Production checklist

Before shipping access requests:

  • Every request includes subject, action, resource, tenant, duration, constraints, and justification.
  • Requestability is checked server-side.
  • Approvers are resolved by policy, not requester input.
  • Requester cannot approve their own request.
  • Approval creates scoped grant, not broad role assignment.
  • Grants expire by default.
  • Authorization engine checks grant expiry and revocation at enforcement time.
  • Approval/revocation bumps permission epoch.
  • Request lifecycle emits audit events.
  • High-risk requests show blast radius preview.
  • Reviewer UI has safe denial and approval comments.
  • Duplicate active requests are deduplicated.
  • Cache invalidates after approval/revocation/expiry.
  • Test suite covers denial, approval, expiry, revocation, SoD, tenant mismatch, and stale cache.

Key takeaways

Access request workflow is an authorization lifecycle tool.
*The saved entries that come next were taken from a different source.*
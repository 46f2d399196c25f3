string_enum! {
    /// Instance lifecycle state
    pub enum State {
        Creating => "CREATING",
        Starting => "STARTING",
        Running => "RUNNING",
        Stopping => "STOPPING",
        Stopped => "STOPPED",
        Destroying => "DESTROYING",
        Destroyed => "DESTROYED",
        Failed => "FAILED",
        Unknown => "UNKNOWN",
    }
}

string_enum! {
    pub enum StorageType {
        Central => "CENTRAL",
        Local => "LOCAL",
    }
}

/// Storage backing an instance root disk
pub type RootDiskStorageType = StorageType;

string_enum! {
    pub enum NetworkType {
        Internal => "INTERNAL",
        Public => "PUBLIC",
    }
}
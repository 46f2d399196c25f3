string_enum! {
    pub enum AutoScalingGroupType {
        Manual => "MANUAL",
        Scheduled => "SCHEDULED",
        CpuBased => "CPU_BASED",
    }
}

string_enum! {
    pub enum AutoScalingGroupState {
        Active => "ACTIVE",
        Creating => "CREATING",
        Created => "CREATED",
        Destroyed => "DESTROYED",
        Destroying => "DESTROYING",
        Scaling => "SCALING",
        Updating => "UPDATING",
    }
}
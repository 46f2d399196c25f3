use super::enums::Balance;
use super::{HealthCheck, StickySession};

#[derive(Debug, Clone, PartialEq, Eq)]
pub struct LoadBalancerConfiguration {
    pub balance: Balance,
    pub x_forwarded_for: bool,
    pub idle_timeout: i64,
    pub target_port: i64,
    pub sticky_session: Option<StickySession>,
    pub health_check: Option<HealthCheck>,
}

#[derive(Debug, Clone, Default)]
pub struct OptionalLoadBalancerConfigurationValues {
    pub sticky_session: Option<StickySession>,
    pub health_check: Option<HealthCheck>,
}

impl LoadBalancerConfiguration {
    pub fn new(
        balance: Balance,
        x_forwarded_for: bool,
        idle_timeout: i64,
        target_port: i64,
        optional: OptionalLoadBalancerConfigurationValues,
    ) -> Self {
        Self {
            balance,
            x_forwarded_for,
            idle_timeout,
            target_port,
            sticky_session: optional.sticky_session,
            health_check: optional.health_check,
        }
    }
}
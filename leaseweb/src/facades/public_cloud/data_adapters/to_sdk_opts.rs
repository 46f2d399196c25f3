//! Domain entities to request bodies

use crate::api::public_cloud::{LaunchInstanceOpts, UpdateInstanceOpts};
use crate::domain::public_cloud::{Instance, InstanceUpdate};

pub fn adapt_to_launch_instance_opts(instance: &Instance) -> LaunchInstanceOpts {
    LaunchInstanceOpts {
        region: instance.region.name.clone(),
        instance_type: instance.instance_type.to_string(),
        image_id: instance.image.id.to_string(),
        contract_type: instance.contract.contract_type.to_string(),
        contract_term: instance.contract.term.value(),
        billing_frequency: instance.contract.billing_frequency.value(),
        root_disk_storage_type: instance.root_disk_storage_type.to_string(),
        reference: instance.reference.clone(),
        market_app_id: instance.market_app_id.clone(),
        ssh_key: instance.ssh_key.as_ref().map(|key| key.to_string()),
        root_disk_size: instance.root_disk_size.map(|size| size.value()),
    }
}

/// Absent fields stay absent so the service leaves them unchanged
pub fn adapt_to_update_instance_opts(update: &InstanceUpdate) -> UpdateInstanceOpts {
    UpdateInstanceOpts {
        instance_type: update.instance_type.map(|t| t.to_string()),
        reference: update.reference.clone(),
        contract_type: update.contract_type.map(|t| t.to_string()),
        contract_term: update.contract_term.map(|t| t.value()),
        billing_frequency: update.billing_frequency.map(|f| f.value()),
        root_disk_size: update.root_disk_size.map(|size| size.value()),
    }
}
//! Models of the dedicated server resource and data source

use tfplug::Value;

object_model! {
    pub struct LocationModel {
        rack: Value<String> => "rack": AttributeType::String,
        site: Value<String> => "site": AttributeType::String,
        suite: Value<String> => "suite": AttributeType::String,
        unit: Value<String> => "unit": AttributeType::String,
    }
}

object_model! {
    pub struct DedicatedServerResourceModel {
        id: Value<String> => "id": AttributeType::String,
        reference: Value<String> => "reference": AttributeType::String,
        reverse_lookup: Value<String> => "reverse_lookup": AttributeType::String,
        dhcp_lease: Value<String> => "dhcp_lease": AttributeType::String,
        powered_on: Value<bool> => "powered_on": AttributeType::Bool,
        public_network_interface_opened: Value<bool> => "public_network_interface_opened": AttributeType::Bool,
        public_ip_null_routed: Value<bool> => "public_ip_null_routed": AttributeType::Bool,
        public_ip: Value<String> => "public_ip": AttributeType::String,
        remote_management_ip: Value<String> => "remote_management_ip": AttributeType::String,
        internal_mac: Value<String> => "internal_mac": AttributeType::String,
        location: Value<LocationModel> => "location": LocationModel::object_type(),
    }
}

object_model! {
    pub struct DedicatedServersDataSourceModel {
        reference: Value<String> => "reference": AttributeType::String,
        site: Value<String> => "site": AttributeType::String,
        ids: Value<Vec<String>> => "ids": AttributeType::list_of(AttributeType::String),
    }
}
It should not weaken deny-by-default.

It should make access safer by forcing precision:

  • exact subject;
  • exact action;
  • exact resource;
  • exact duration;
  • exact constraints;
  • exact approver;
  • exact audit trail.

If an access request creates broad permanent admin roles, the workflow is not a control.

It is an escalation path.

If it creates scoped, expiring, auditable grants, it becomes a strong part of a production-grade auth system.